▶ _Your instructions_
All lines with the word "contains" in the material below are required.

•••

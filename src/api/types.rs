use serde::{Deserialize, Serialize};

pub use crate::types::FinalDecision as VerifyResponse;

#[derive(Clone, Debug, Default, Deserialize)]
pub struct VerifyRequest {
    #[serde(default)]
    pub content: Option<String>,
}

#[derive(Clone, Debug, Serialize, Deserialize)]
pub struct ErrorResponse {
    pub error: String,
}
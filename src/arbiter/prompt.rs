use crate::types::AggregatedEvidence;

/// Build the arbiter prompt. The claim is embedded verbatim and evidence is
/// listed one item per line; the model is told evidence outranks its own
/// background knowledge.
pub fn build_prompt(claim: &str, evidence: &AggregatedEvidence) -> String {
    let evidence_block = if evidence.is_empty() {
        "(no articles were found for this claim)".to_string()
    } else {
        evidence
            .lines()
            .iter()
            .enumerate()
            .map(|(i, line)| format!("{}. {}", i + 1, line))
            .collect::<Vec<_>>()
            .join("\n")
    };

    let knowledge_rule = if evidence.is_empty() {
        "No evidence is available. Rely on your general background knowledge and state \
         explicitly in the assessment that no sources were found and the verdict is based on \
         background knowledge only."
    } else {
        "The evidence above takes precedence over your background knowledge. Cite the \
         bracketed source labels of the articles you relied on in the assessment."
    };

    format!(
        r#"You are a fact-checking arbiter. Judge the user's claim against the evidence.

User claim: "{claim}"

--- EVIDENCE START ---
{evidence_block}
--- EVIDENCE END ---

Instructions:
1. Decide whether the evidence confirms, contradicts, or does not address the claim.
2. {knowledge_rule}
3. Choose one verdict:
   - "TRUE" when the evidence supports the claim.
   - "FALSE" when the evidence contradicts the claim.
   - "MISLEADING" when the claim distorts what the evidence says.
   - "UNVERIFIED" when nothing supports or refutes it.
4. Set is_scientifically_possible to false only if the claim breaks known laws of nature.

Respond with JSON only, no prose:
{{
  "verdict": "TRUE | FALSE | MISLEADING | UNVERIFIED",
  "credibility_score": <number 0-100>,
  "assessment": "<short explanation citing sources>",
  "is_scientifically_possible": <true | false>
}}"#
    )
}

#[cfg(test)]
mod tests {
    use super::*;
    use crate::types::EvidenceItem;

    #[test]
    fn test_prompt_embeds_claim_and_evidence() {
        let evidence = AggregatedEvidence {
            items: vec![
                EvidenceItem::new("AP", "2024-10-14", "Dam inspection passed"),
                EvidenceItem::new("NPR", "2024-10-15", "Dam reopened"),
            ],
        };

        let prompt = build_prompt("The dam will burst tonight", &evidence);

        assert!(prompt.contains("User claim: \"The dam will burst tonight\""));
        assert!(prompt.contains("1. [AP] (2024-10-14): Dam inspection passed"));
        assert!(prompt.contains("2. [NPR] (2024-10-15): Dam reopened"));
        assert!(prompt.contains("Cite the"));
    }

    #[test]
    fn test_empty_evidence_asks_for_flag() {
        let prompt = build_prompt("Some claim", &AggregatedEvidence::empty());

        assert!(prompt.contains("no articles were found"));
        assert!(prompt.contains("background knowledge only"));
    }
}
//! Nabu vertex stage.
//!
//! This crate owns the vertex stage of a wgpu immediate-mode GUI renderer:
//! the WGSL shader source, its binding contract, and a CPU reference of the
//! same transform.
//!
//! Convention:
//! - CPU geometry is in logical pixels (top-left origin, +Y down).
//! - The vertex shader projects to clip space with a host-supplied matrix,
//!   then applies the wgpu depth-convention adjustment (+Y flip, depth
//!   remapped from [-1, 1] to [0, 1]).
//!
//! Pipeline assembly, textures, the fragment stage and draw submission stay
//! with the host renderer; this crate only defines what crosses the vertex
//! stage boundary.

pub mod color;
pub mod logging;
pub mod projection;
pub mod shader;
pub mod vertex;
pub mod viewport;
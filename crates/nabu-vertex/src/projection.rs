//! Projection matrices for UI geometry.
//!
//! Two matrices make up the position path of the vertex stage:
//! - a host-supplied projection (usually [`ortho_projection`]) uploaded to
//!   the `Locals` uniform each frame;
//! - the compile-time [`DEPTH_CONVENTION`] adjustment baked into the shader.
//!
//! The shader applies the projection first, then the convention matrix.

use std::sync::Once;

use glam::{Mat4, Vec4};

use crate::viewport::Viewport;

/// Depth-convention adjustment applied after the host projection matrix.
///
/// Flips +Y and remaps clip-space depth from [-1, 1] to [0, 1]:
/// `x' = x`, `y' = -y`, `z' = 0.5 * z + 0.5 * w`, `w' = w`.
///
/// Must stay in sync with the `DEPTH_CONVENTION` constant in
/// `shaders/ui.wgsl`.
pub const DEPTH_CONVENTION: Mat4 = Mat4::from_cols(
    Vec4::new(1.0, 0.0, 0.0, 0.0),
    Vec4::new(0.0, -1.0, 0.0, 0.0),
    Vec4::new(0.0, 0.0, 0.5, 0.0),
    Vec4::new(0.0, 0.0, 0.5, 1.0),
);

static DEGENERATE_WARNED: Once = Once::new();

/// Orthographic projection for UI geometry in logical pixels.
///
/// Maps (0, 0)..(width, height) with top-left origin to NDC. Degenerate
/// viewports are clamped to 1x1 (one-time debug message) so the matrix stays
/// finite; hosts are expected to skip presenting zero-sized surfaces anyway.
pub fn ortho_projection(viewport: Viewport) -> Mat4 {
    if !viewport.is_valid() {
        DEGENERATE_WARNED
            .call_once(|| log::debug!("degenerate viewport {viewport:?}; clamping to 1x1"));
    }
    let v = viewport.clamped();

    Mat4::from_cols(
        Vec4::new(2.0 / v.width, 0.0, 0.0, 0.0),
        Vec4::new(0.0, -2.0 / v.height, 0.0, 0.0),
        Vec4::new(0.0, 0.0, -1.0, 0.0),
        Vec4::new(-1.0, 1.0, 0.0, 1.0),
    )
}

•••

▶ _Exercise solution_
        assert!(prompt.contains("User claim: \"The dam will burst tonight\""));
        assert!(prompt.contains("1. [AP] (2024-10-14): Dam inspection passed"));
        assert!(prompt.contains("2. [NPR] (2024-10-15): Dam reopened"));
        assert!(prompt.contains("Cite the"));
        assert!(prompt.contains("no articles were found"));
        assert!(prompt.contains("background knowledge only"));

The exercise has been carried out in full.